ABOUT THIS EXERCISE: Copy exactly the lines that run from the one containing "pub struct LogAlertSink;" through the end of the entries, both ends included.
INFORMATION SHOWN: Begin
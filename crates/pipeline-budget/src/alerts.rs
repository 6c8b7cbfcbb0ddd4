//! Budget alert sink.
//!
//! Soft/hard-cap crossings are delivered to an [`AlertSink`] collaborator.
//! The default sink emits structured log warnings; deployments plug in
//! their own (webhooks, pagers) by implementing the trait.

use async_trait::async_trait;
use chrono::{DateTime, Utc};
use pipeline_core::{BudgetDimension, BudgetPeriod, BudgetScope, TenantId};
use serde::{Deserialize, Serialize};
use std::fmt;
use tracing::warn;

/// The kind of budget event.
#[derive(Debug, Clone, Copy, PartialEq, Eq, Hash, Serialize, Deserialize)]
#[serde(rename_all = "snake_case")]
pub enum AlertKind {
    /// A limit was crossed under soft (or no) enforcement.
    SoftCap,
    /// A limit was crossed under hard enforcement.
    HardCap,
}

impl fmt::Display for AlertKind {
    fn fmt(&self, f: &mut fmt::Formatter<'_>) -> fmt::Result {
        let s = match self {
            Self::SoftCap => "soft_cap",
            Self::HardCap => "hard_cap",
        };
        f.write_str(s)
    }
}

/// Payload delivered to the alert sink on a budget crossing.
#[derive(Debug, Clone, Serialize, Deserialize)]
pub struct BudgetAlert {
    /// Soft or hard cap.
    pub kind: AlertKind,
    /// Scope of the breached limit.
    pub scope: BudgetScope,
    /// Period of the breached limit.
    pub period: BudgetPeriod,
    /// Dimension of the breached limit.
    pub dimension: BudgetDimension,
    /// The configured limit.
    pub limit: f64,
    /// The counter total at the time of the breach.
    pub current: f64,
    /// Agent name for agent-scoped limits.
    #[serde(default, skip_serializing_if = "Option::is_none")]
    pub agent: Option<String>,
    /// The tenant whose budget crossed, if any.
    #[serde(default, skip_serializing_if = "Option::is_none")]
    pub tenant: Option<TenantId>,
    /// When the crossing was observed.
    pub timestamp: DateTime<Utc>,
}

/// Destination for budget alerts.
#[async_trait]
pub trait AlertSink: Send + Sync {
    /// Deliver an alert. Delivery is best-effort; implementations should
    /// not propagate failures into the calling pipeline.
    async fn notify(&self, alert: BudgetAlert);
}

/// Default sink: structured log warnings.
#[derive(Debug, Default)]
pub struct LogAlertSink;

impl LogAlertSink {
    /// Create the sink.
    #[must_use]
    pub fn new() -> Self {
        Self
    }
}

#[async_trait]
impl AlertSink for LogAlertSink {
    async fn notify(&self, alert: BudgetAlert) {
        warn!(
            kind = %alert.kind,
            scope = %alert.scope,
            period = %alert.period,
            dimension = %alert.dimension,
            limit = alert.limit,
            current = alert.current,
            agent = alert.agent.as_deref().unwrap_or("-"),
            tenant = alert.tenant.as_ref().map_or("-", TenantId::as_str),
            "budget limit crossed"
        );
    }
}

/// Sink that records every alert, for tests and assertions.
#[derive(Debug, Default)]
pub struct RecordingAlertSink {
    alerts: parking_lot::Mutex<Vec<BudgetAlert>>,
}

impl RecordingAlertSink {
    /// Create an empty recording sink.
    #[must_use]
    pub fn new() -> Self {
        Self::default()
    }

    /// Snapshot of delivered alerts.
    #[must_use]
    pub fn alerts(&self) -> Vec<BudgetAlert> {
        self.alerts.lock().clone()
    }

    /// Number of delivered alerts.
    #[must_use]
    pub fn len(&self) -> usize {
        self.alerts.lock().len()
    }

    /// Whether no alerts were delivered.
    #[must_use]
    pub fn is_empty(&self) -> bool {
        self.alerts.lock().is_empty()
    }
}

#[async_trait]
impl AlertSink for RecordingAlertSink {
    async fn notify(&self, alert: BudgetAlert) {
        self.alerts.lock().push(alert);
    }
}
INFORMATION SHOWN: End
ANSWER FOR THE TASK:
pub struct LogAlertSink;

impl LogAlertSink {
    /// Create the sink.
    #[must_use]
    pub fn new() -> Self {
        Self
    }
}

#[async_trait]
impl AlertSink for LogAlertSink {
    async fn notify(&self, alert: BudgetAlert) {
        warn!(
            kind = %alert.kind,
            scope = %alert.scope,
            period = %alert.period,
            dimension = %alert.dimension,
            limit = alert.limit,
            current = alert.current,
            agent = alert.agent.as_deref().unwrap_or("-"),
            tenant = alert.tenant.as_ref().map_or("-", TenantId::as_str),
            "budget limit crossed"
        );
    }
}

/// Sink that records every alert, for tests and assertions.
#[derive(Debug, Default)]
pub struct RecordingAlertSink {
    alerts: parking_lot::Mutex<Vec<BudgetAlert>>,
}

impl RecordingAlertSink {
    /// Create an empty recording sink.
    #[must_use]
    pub fn new() -> Self {
        Self::default()
    }

    /// Snapshot of delivered alerts.
    #[must_use]
    pub fn alerts(&self) -> Vec<BudgetAlert> {
        self.alerts.lock().clone()
    }

    /// Number of delivered alerts.
    #[must_use]
    pub fn len(&self) -> usize {
        self.alerts.lock().len()
    }

    /// Whether no alerts were delivered.
    #[must_use]
    pub fn is_empty(&self) -> bool {
        self.alerts.lock().is_empty()
    }
}

#[async_trait]
impl AlertSink for RecordingAlertSink {
    async fn notify(&self, alert: BudgetAlert) {
        self.alerts.lock().push(alert);
    }
}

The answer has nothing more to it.